§ **WHAT NEEDS TO BE DONE**: For each line in the data that includes "OpenRequest", make a copy.

§ **EXTRACTED INFORMATION**:

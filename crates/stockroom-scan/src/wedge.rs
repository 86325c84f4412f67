//! # Keyboard-Wedge Engine
//!
//! Handheld USB scanners usually present themselves as a keyboard: they
//! "type" the decoded code followed by Enter. This engine turns those lines
//! into detections.
//!
//! ```text
//! ┌──────────────┐  "0123456789012⏎"  ┌─────────────┐   RawDetection   ┌──────────────┐
//! │  USB scanner │ ─────────────────► │ WedgeInput  │ ───────────────► │ DetectionSink│
//! │  (keyboard)  │                    │ push_line() │  symbology from  │ (if leased)  │
//! └──────────────┘                    └─────────────┘  infer()         └──────────────┘
//! ```
//!
//! The wire carries no symbology, so it is inferred from the text
//! (check digits, alphabet, framing). Lines typed while no session holds the
//! engine are dropped.

use std::sync::{Arc, Mutex, MutexGuard, PoisonError};

use stockroom_core::symbology;
use tracing::{debug, trace};

use crate::decoder::{CameraHandle, DecoderEngine, DetectionSink, OpenRequest, RawDetection};
use crate::error::CameraError;

#[derive(Debug)]
struct WedgeState {
    connected: bool,
    sink: Option<DetectionSink>,
}

#[derive(Debug)]
struct Shared {
    state: Mutex<WedgeState>,
}

impl Shared {
    fn lock(&self) -> MutexGuard<'_, WedgeState> {
        // A panic while holding the lock cannot leave the state half-written
        self.state.lock().unwrap_or_else(PoisonError::into_inner)
    }
}

/// Decoder engine for keyboard-wedge scanners.
#[derive(Debug, Clone)]
pub struct WedgeEngine {
    shared: Arc<Shared>,
}

/// Feeds scanner lines into a [`WedgeEngine`].
#[derive(Debug, Clone)]
pub struct WedgeInput {
    shared: Arc<Shared>,
}

impl WedgeEngine {
    /// Creates a connected engine and the input handle that feeds it.
    pub fn new() -> (Self, WedgeInput) {
        let shared = Arc::new(Shared {
            state: Mutex::new(WedgeState {
                connected: true,
                sink: None,
            }),
        });
        (
            WedgeEngine {
                shared: Arc::clone(&shared),
            },
            WedgeInput { shared },
        )
    }
}

impl DecoderEngine for WedgeEngine {
    fn open(&self, request: OpenRequest) -> Result<Box<dyn CameraHandle>, CameraError> {
        let mut state = self.shared.lock();

        if !state.connected {
            return Err(CameraError::NoDevice);
        }
        if state.sink.as_ref().is_some_and(DetectionSink::is_open) {
            return Err(CameraError::Busy);
        }

        debug!(surface = request.surface.id(), "Wedge scanner claimed");
        state.sink = Some(request.sink);

        Ok(Box::new(WedgeHandle {
            shared: Arc::clone(&self.shared),
        }))
    }

    fn name(&self) -> &str {
        "keyboard-wedge"
    }
}

struct WedgeHandle {
    shared: Arc<Shared>,
}

impl CameraHandle for WedgeHandle {
    fn release(&mut self) {
        self.shared.lock().sink = None;
        debug!("Wedge scanner released");
    }
}

impl WedgeInput {
    /// Delivers one scanned line.
    ///
    /// Returns `true` if a running session received it.
    pub fn push_line(&self, line: &str) -> bool {
        let code = line.trim();
        if code.is_empty() {
            return false;
        }

        let sink = self.shared.lock().sink.clone();
        match sink {
            Some(sink) => sink.push(RawDetection::new(code, symbology::infer(code))),
            None => {
                trace!(code = %code, "No scan running, wedge input dropped");
                false
            }
        }
    }

    /// Whether a session currently holds the engine.
    pub fn is_claimed(&self) -> bool {
        self.shared
            .lock()
            .sink
            .as_ref()
            .is_some_and(DetectionSink::is_open)
    }

    /// Marks the scanner as unplugged. Running sessions see the stream end.
    pub fn disconnect(&self) {
        let mut state = self.shared.lock();
        state.connected = false;
        state.sink = None;
    }

    /// Marks the scanner as plugged in again.
    pub fn reconnect(&self) {
        self.shared.lock().connected = true;
    }
}
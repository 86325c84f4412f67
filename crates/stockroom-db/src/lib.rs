//! # stockroom-db: Database Layer for Stockroom
//!
//! This crate provides catalog storage for Stockroom.
//! It uses SQLite for local storage with sqlx for async operations.
//!
//! ## Architecture Position
//! ```text
//! ┌─────────────────────────────────────────────────────────────────────────┐
//! │                        Stockroom Data Flow                              │
//! │                                                                         │
//! │  Scan session lookup / `stockroom products list`                       │
//! │       │                                                                 │
//! │       ▼                                                                 │
//! │  ┌─────────────────────────────────────────────────────────────────┐   │
//! │  │                   stockroom-db (THIS CRATE)                     │   │
//! │  │                                                                 │   │
//! │  │   ┌───────────────┐    ┌───────────────┐    ┌──────────────┐  │   │
//! │  │   │   Database    │    │  Repository   │    │  Migrations  │  │   │
//! │  │   │   (pool.rs)   │    │ (product.rs)  │    │  (embedded)  │  │   │
//! │  │   │               │    │               │    │              │  │   │
//! │  │   │ SqlitePool    │◄───│ ProductRepo   │    │ 001_products │  │   │
//! │  │   └───────────────┘    └───────────────┘    └──────────────┘  │   │
//! │  │                                                                 │   │
//! │  └─────────────────────────────────────────────────────────────────┘   │
//! │       │                                                                 │
//! │       ▼                                                                 │
//! │  ┌─────────────────────────────────────────────────────────────────┐   │
//! │  │                     SQLite Database                             │   │
//! │  │   <platform data dir>/stockroom.db                              │   │
//! │  └─────────────────────────────────────────────────────────────────┘   │
//! └─────────────────────────────────────────────────────────────────────────┘
//! ```
//!
//! ## Module Organization
//!
//! - [`pool`] - Connection pool creation and configuration
//! - [`migrations`] - Embedded database migrations
//! - [`error`] - Database error types
//! - [`repository`] - Repository implementations
//!
//! ## Usage
//!
//! ```rust,ignore
//! use stockroom_db::{Database, DbConfig};
//!
//! let db = Database::new(DbConfig::new("stockroom.db")).await?;
//!
//! let product = db.products().get_by_sku("0123456789012").await?;
//! ```

// =============================================================================
// Module Declarations
// =============================================================================

pub mod error;
pub mod migrations;
pub mod pool;
pub mod repository;

// =============================================================================
// Re-exports
// =============================================================================

pub use error::{DbError, DbResult};
pub use pool::{Database, DbConfig};

pub use repository::product::ProductRepository;
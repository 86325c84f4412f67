//! # Validation Module
//!
//! Input validation utilities for Stockroom.
//!
//! ## Validation Strategy
//! ```text
//! ┌─────────────────────────────────────────────────────────────────────────┐
//! │                      Validation Layers                                  │
//! │                                                                         │
//! │  Layer 1: Station console / CLI                                         │
//! │  ├── Raw text from prompts and flags                                    │
//! │  └── Re-prompt on error, form stays open                                │
//! │           │                                                             │
//! │           ▼                                                             │
//! │  Layer 2: THIS MODULE                                                   │
//! │  ├── Required fields, lengths, control chars                            │
//! │  └── ProductDraft ──► NewProduct (normalized)                           │
//! │           │                                                             │
//! │           ▼                                                             │
//! │  Layer 3: Database (SQLite)                                             │
//! │  ├── UNIQUE (sku)                                                       │
//! │  └── CHECK (quantity >= 0)                                              │
//! └─────────────────────────────────────────────────────────────────────────┘
//! ```
//!
//! ## Usage
//! ```rust
//! use stockroom_core::validation::{normalize_sku, validate_quantity};
//!
//! assert_eq!(normalize_sku("  coke-330 ").unwrap(), "coke-330");
//! assert!(validate_quantity(-1).is_err());
//! ```

use crate::error::ValidationError;
use crate::types::{NewProduct, ProductDraft};
use crate::{MAX_PAGE_SIZE, MAX_QUANTITY};

/// Result type for validation operations.
pub type ValidationResult<T> = Result<T, ValidationError>;

/// Longest SKU accepted. Covers every 1D symbology a station reads.
pub const MAX_SKU_LEN: usize = 64;

const MAX_NAME_LEN: usize = 200;
const MAX_CATEGORY_LEN: usize = 100;
const MAX_SEARCH_LEN: usize = 100;

// =============================================================================
// String Validators
// =============================================================================

/// Validates a SKU (Stock Keeping Unit).
///
/// A SKU is the decoded barcode text, matched exactly. Code 39 carries
/// spaces and Code 128 any printable ASCII, so the alphabet is open.
///
/// ## Rules
/// - Must not be empty
/// - At most 64 characters
/// - No control characters
///
/// ## Example
/// ```rust
/// use stockroom_core::validation::validate_sku;
///
/// assert!(validate_sku("COKE-330").is_ok());
/// assert!(validate_sku("AB 12").is_ok());
/// assert!(validate_sku("").is_err());
/// assert!(validate_sku("A\tB").is_err());
/// ```
pub fn validate_sku(sku: &str) -> ValidationResult<()> {
    let sku = sku.trim();

    if sku.is_empty() {
        return Err(ValidationError::required("sku"));
    }

    if sku.chars().count() > MAX_SKU_LEN {
        return Err(ValidationError::TooLong {
            field: "sku".to_string(),
            max: MAX_SKU_LEN,
        });
    }

    if sku.chars().any(char::is_control) {
        return Err(ValidationError::InvalidFormat {
            field: "sku".to_string(),
            reason: "must not contain control characters".to_string(),
        });
    }

    Ok(())
}

/// Validates a SKU and returns its stored form.
///
/// Only surrounding whitespace is removed; case and inner characters are
/// kept, so `abc` and `ABC` are different products.
pub fn normalize_sku(sku: &str) -> ValidationResult<String> {
    validate_sku(sku)?;
    Ok(sku.trim().to_string())
}

/// Validates a product name.
///
/// ## Rules
/// - Must not be empty
/// - Must be between 1 and 200 characters
pub fn validate_product_name(name: &str) -> ValidationResult<()> {
    let name = name.trim();

    if name.is_empty() {
        return Err(ValidationError::required("name"));
    }

    if name.chars().count() > MAX_NAME_LEN {
        return Err(ValidationError::TooLong {
            field: "name".to_string(),
            max: MAX_NAME_LEN,
        });
    }

    Ok(())
}

/// Validates an optional category and returns its stored form.
///
/// Blank input becomes `None`.
pub fn validate_category(category: Option<&str>) -> ValidationResult<Option<String>> {
    let Some(category) = category.map(str::trim).filter(|c| !c.is_empty()) else {
        return Ok(None);
    };

    if category.chars().count() > MAX_CATEGORY_LEN {
        return Err(ValidationError::TooLong {
            field: "category".to_string(),
            max: MAX_CATEGORY_LEN,
        });
    }

    Ok(Some(category.to_string()))
}

/// Validates a search query.
///
/// ## Rules
/// - Can be empty (returns all results)
/// - Maximum 100 characters
///
/// ## Returns
/// The trimmed query string.
pub fn validate_search_query(query: &str) -> ValidationResult<String> {
    let query = query.trim();

    if query.chars().count() > MAX_SEARCH_LEN {
        return Err(ValidationError::TooLong {
            field: "query".to_string(),
            max: MAX_SEARCH_LEN,
        });
    }

    Ok(query.to_string())
}

// =============================================================================
// Numeric Validators
// =============================================================================

/// Validates a stored quantity.
///
/// ## Rules
/// - Zero is allowed (out of stock)
/// - Must not exceed [`MAX_QUANTITY`]
pub fn validate_quantity(qty: i64) -> ValidationResult<()> {
    if !(0..=MAX_QUANTITY).contains(&qty) {
        return Err(ValidationError::OutOfRange {
            field: "quantity".to_string(),
            min: 0,
            max: MAX_QUANTITY,
        });
    }

    Ok(())
}

/// Parses a quantity typed into a form.
///
/// ## User Workflow
/// ```text
/// ┌─────────────────────────────────────────────────────────────────────────┐
/// │  Quantity prompt: "12"                                                  │
/// │       │                                                                 │
/// │       ▼                                                                 │
/// │  parse_quantity("12") ← THIS FUNCTION                                  │
/// │       │                                                                 │
/// │       ├── blank?          → Error: "quantity is required"              │
/// │       ├── "12.5" / "abc"? → Error: must be a whole number              │
/// │       ├── "-3"?           → Error: must be between 0 and 1000000       │
/// │       └── OK → 12                                                      │
/// └─────────────────────────────────────────────────────────────────────────┘
/// ```
pub fn parse_quantity(raw: &str) -> ValidationResult<i64> {
    let raw = raw.trim();

    if raw.is_empty() {
        return Err(ValidationError::required("quantity"));
    }

    let qty: i64 = raw.parse().map_err(|_| ValidationError::InvalidFormat {
        field: "quantity".to_string(),
        reason: "must be a whole number".to_string(),
    })?;

    validate_quantity(qty)?;
    Ok(qty)
}

/// Validates listing pagination parameters.
///
/// `page` is 1-based; `limit` must be between 1 and [`MAX_PAGE_SIZE`].
pub fn validate_page_params(page: u32, limit: u32) -> ValidationResult<()> {
    if page == 0 {
        return Err(ValidationError::OutOfRange {
            field: "page".to_string(),
            min: 1,
            max: i64::from(u32::MAX),
        });
    }

    if limit == 0 || limit > MAX_PAGE_SIZE {
        return Err(ValidationError::OutOfRange {
            field: "limit".to_string(),
            min: 1,
            max: i64::from(MAX_PAGE_SIZE),
        });
    }

    Ok(())
}

// =============================================================================
// Composite Validators
// =============================================================================

/// Validates a scan-station creation form.
///
/// Every field of the form is required, category included. Errors are
/// reported for the first offending field in form order
/// (name, sku, quantity, category).
pub fn validate_draft(draft: &ProductDraft) -> ValidationResult<NewProduct> {
    validate_product_name(&draft.name)?;
    let sku = normalize_sku(&draft.sku)?;
    let quantity = parse_quantity(&draft.quantity)?;
    let category = validate_category(Some(&draft.category))?
        .ok_or_else(|| ValidationError::required("category"))?;

    Ok(NewProduct {
        sku,
        name: draft.name.trim().to_string(),
        quantity,
        category: Some(category),
    })
}

/// Validates a product built from CLI flags, where category is optional.
pub fn validate_new_product(
    sku: &str,
    name: &str,
    quantity: i64,
    category: Option<&str>,
) -> ValidationResult<NewProduct> {
    validate_product_name(name)?;
    let sku = normalize_sku(sku)?;
    validate_quantity(quantity)?;
    let category = validate_category(category)?;

    Ok(NewProduct {
        sku,
        name: name.trim().to_string(),
        quantity,
        category,
    })
}

// =============================================================================
// UUID Validators
// =============================================================================

/// Validates a UUID string format.
///
/// ## Example
/// ```rust
/// use stockroom_core::validation::validate_uuid;
///
/// assert!(validate_uuid("550e8400-e29b-41d4-a716-446655440000").is_ok());
/// assert!(validate_uuid("not-a-uuid").is_err());
/// ```
pub fn validate_uuid(id: &str) -> ValidationResult<()> {
    if id.trim().is_empty() {
        return Err(ValidationError::required("id"));
    }

    uuid::Uuid::parse_str(id.trim()).map_err(|_| ValidationError::InvalidFormat {
        field: "id".to_string(),
        reason: "must be a valid UUID".to_string(),
    })?;

    Ok(())
}

// =============================================================================
// Unit Tests
// =============================================================================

§ **SOLUTION BELOW**:
use crate::decoder::{CameraHandle, DecoderEngine, DetectionSink, OpenRequest, RawDetection};
    fn open(&self, request: OpenRequest) -> Result<Box<dyn CameraHandle>, CameraError> {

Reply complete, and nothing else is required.